§ THE TASK: Each record must be printed exactly as given.

Stored data
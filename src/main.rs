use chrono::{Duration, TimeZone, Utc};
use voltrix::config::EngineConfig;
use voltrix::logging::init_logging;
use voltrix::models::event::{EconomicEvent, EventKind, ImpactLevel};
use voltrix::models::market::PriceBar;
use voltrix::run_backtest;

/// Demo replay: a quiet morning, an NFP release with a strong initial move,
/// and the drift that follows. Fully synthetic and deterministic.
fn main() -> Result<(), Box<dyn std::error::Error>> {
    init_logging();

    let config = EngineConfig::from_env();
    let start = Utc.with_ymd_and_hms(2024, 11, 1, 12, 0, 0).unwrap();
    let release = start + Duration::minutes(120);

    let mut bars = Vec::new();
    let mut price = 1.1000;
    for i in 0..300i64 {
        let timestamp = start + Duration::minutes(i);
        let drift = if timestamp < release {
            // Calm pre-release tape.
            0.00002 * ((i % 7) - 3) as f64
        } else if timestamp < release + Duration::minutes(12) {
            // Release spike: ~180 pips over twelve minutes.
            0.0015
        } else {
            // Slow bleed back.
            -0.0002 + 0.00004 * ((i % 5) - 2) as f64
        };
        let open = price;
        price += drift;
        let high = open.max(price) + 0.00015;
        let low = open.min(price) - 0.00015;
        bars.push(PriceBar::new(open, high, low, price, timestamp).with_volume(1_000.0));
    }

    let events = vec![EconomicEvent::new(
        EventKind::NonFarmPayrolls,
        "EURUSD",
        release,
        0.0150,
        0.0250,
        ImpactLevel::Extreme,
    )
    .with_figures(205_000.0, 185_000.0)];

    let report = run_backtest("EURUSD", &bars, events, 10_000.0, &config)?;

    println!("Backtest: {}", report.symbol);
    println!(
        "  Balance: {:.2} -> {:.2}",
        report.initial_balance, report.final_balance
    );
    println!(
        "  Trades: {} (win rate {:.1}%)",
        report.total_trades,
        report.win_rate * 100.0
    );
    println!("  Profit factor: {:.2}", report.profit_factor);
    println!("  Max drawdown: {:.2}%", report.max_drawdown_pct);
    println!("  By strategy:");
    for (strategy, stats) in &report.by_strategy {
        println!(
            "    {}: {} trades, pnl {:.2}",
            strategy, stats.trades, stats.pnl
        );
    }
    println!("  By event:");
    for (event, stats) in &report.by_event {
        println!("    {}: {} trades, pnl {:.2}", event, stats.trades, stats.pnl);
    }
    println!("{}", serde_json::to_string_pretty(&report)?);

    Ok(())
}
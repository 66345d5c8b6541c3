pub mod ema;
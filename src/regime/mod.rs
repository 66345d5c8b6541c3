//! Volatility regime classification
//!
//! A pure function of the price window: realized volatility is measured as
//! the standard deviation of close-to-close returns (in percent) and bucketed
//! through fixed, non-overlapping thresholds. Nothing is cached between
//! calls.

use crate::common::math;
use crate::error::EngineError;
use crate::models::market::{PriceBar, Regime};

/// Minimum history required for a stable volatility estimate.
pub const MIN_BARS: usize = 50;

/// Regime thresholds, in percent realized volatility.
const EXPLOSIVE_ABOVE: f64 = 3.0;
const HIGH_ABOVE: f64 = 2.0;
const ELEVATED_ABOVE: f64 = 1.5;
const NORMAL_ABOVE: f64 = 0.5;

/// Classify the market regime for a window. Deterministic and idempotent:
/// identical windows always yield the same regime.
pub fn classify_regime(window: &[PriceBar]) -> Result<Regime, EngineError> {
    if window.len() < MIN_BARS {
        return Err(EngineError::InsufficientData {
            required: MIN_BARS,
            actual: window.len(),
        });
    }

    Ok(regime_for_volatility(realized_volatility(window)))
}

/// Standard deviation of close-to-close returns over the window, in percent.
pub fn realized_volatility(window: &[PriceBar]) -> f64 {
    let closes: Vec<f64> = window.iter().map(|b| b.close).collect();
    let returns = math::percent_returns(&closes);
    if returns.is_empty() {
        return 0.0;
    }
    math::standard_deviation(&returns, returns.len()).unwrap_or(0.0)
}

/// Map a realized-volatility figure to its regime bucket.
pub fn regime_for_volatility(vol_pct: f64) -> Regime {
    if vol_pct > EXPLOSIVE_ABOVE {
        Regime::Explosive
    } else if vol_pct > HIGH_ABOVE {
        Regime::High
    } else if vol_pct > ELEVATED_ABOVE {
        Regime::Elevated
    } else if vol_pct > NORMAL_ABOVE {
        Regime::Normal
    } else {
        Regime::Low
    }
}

§ TASK RESPONSE:
filename src/main.rs
use chrono::{Duration, TimeZone, Utc};
use voltrix::config::EngineConfig;
use voltrix::logging::init_logging;
use voltrix::models::event::{EconomicEvent, EventKind, ImpactLevel};
use voltrix::models::market::PriceBar;
use voltrix::run_backtest;

/// Demo replay: a quiet morning, an NFP release with a strong initial move,
/// and the drift that follows. Fully synthetic and deterministic.
fn main() -> Result<(), Box<dyn std::error::Error>> {
    init_logging();

    let config = EngineConfig::from_env();
    let start = Utc.with_ymd_and_hms(2024, 11, 1, 12, 0, 0).unwrap();
    let release = start + Duration::minutes(120);

    let mut bars = Vec::new();
    let mut price = 1.1000;
    for i in 0..300i64 {
        let timestamp = start + Duration::minutes(i);
        let drift = if timestamp < release {
            // Calm pre-release tape.
            0.00002 * ((i % 7) - 3) as f64
        } else if timestamp < release + Duration::minutes(12) {
            // Release spike: ~180 pips over twelve minutes.
            0.0015
        } else {
            // Slow bleed back.
            -0.0002 + 0.00004 * ((i % 5) - 2) as f64
        };
        let open = price;
        price += drift;
        let high = open.max(price) + 0.00015;
        let low = open.min(price) - 0.00015;
        bars.push(PriceBar::new(open, high, low, price, timestamp).with_volume(1_000.0));
    }

    let events = vec![EconomicEvent::new(
        EventKind::NonFarmPayrolls,
        "EURUSD",
        release,
        0.0150,
        0.0250,
        ImpactLevel::Extreme,
    )
    .with_figures(205_000.0, 185_000.0)];

    let report = run_backtest("EURUSD", &bars, events, 10_000.0, &config)?;

    println!("Backtest: {}", report.symbol);
    println!(
        "  Balance: {:.2} -> {:.2}",
        report.initial_balance, report.final_balance
    );
    println!(
        "  Trades: {} (win rate {:.1}%)",
        report.total_trades,
        report.win_rate * 100.0
    );
    println!("  Profit factor: {:.2}", report.profit_factor);
    println!("  Max drawdown: {:.2}%", report.max_drawdown_pct);
    println!("  By strategy:");
    for (strategy, stats) in &report.by_strategy {
        println!(
            "    {}: {} trades, pnl {:.2}",
            strategy, stats.trades, stats.pnl
        );
    }
    println!("  By event:");
    for (event, stats) in &report.by_event {
        println!("    {}: {} trades, pnl {:.2}", event, stats.trades, stats.pnl);
    }
    println!("{}", serde_json::to_string_pretty(&report)?);

    Ok(())
}
repository 66345d5c8b6541c3
pub mod ema;
filename src/regime/mod.rs
repository 66345d5c8b6541c3
//! Volatility regime classification
//!
//! A pure function of the price window: realized volatility is measured as
//! the standard deviation of close-to-close returns (in percent) and bucketed
//! through fixed, non-overlapping thresholds. Nothing is cached between
//! calls.

use crate::common::math;
use crate::error::EngineError;
use crate::models::market::{PriceBar, Regime};

/// Minimum history required for a stable volatility estimate.
pub const MIN_BARS: usize = 50;

/// Regime thresholds, in percent realized volatility.
const EXPLOSIVE_ABOVE: f64 = 3.0;
const HIGH_ABOVE: f64 = 2.0;
const ELEVATED_ABOVE: f64 = 1.5;
const NORMAL_ABOVE: f64 = 0.5;

/// Classify the market regime for a window. Deterministic and idempotent:
/// identical windows always yield the same regime.
pub fn classify_regime(window: &[PriceBar]) -> Result<Regime, EngineError> {
    if window.len() < MIN_BARS {
        return Err(EngineError::InsufficientData {
            required: MIN_BARS,
            actual: window.len(),
        });
    }

    Ok(regime_for_volatility(realized_volatility(window)))
}

/// Standard deviation of close-to-close returns over the window, in percent.
pub fn realized_volatility(window: &[PriceBar]) -> f64 {
    let closes: Vec<f64> = window.iter().map(|b| b.close).collect();
    let returns = math::percent_returns(&closes);
    if returns.is_empty() {
        return 0.0;
    }
    math::standard_deviation(&returns, returns.len()).unwrap_or(0.0)
}

/// Map a realized-volatility figure to its regime bucket.
pub fn regime_for_volatility(vol_pct: f64) -> Regime {
    if vol_pct > EXPLOSIVE_ABOVE {
        Regime::Explosive
    } else if vol_pct > HIGH_ABOVE {
        Regime::High
    } else if vol_pct > ELEVATED_ABOVE {
        Regime::Elevated
    } else if vol_pct > NORMAL_ABOVE {
        Regime::Normal
    } else {
        Regime::Low
    }
}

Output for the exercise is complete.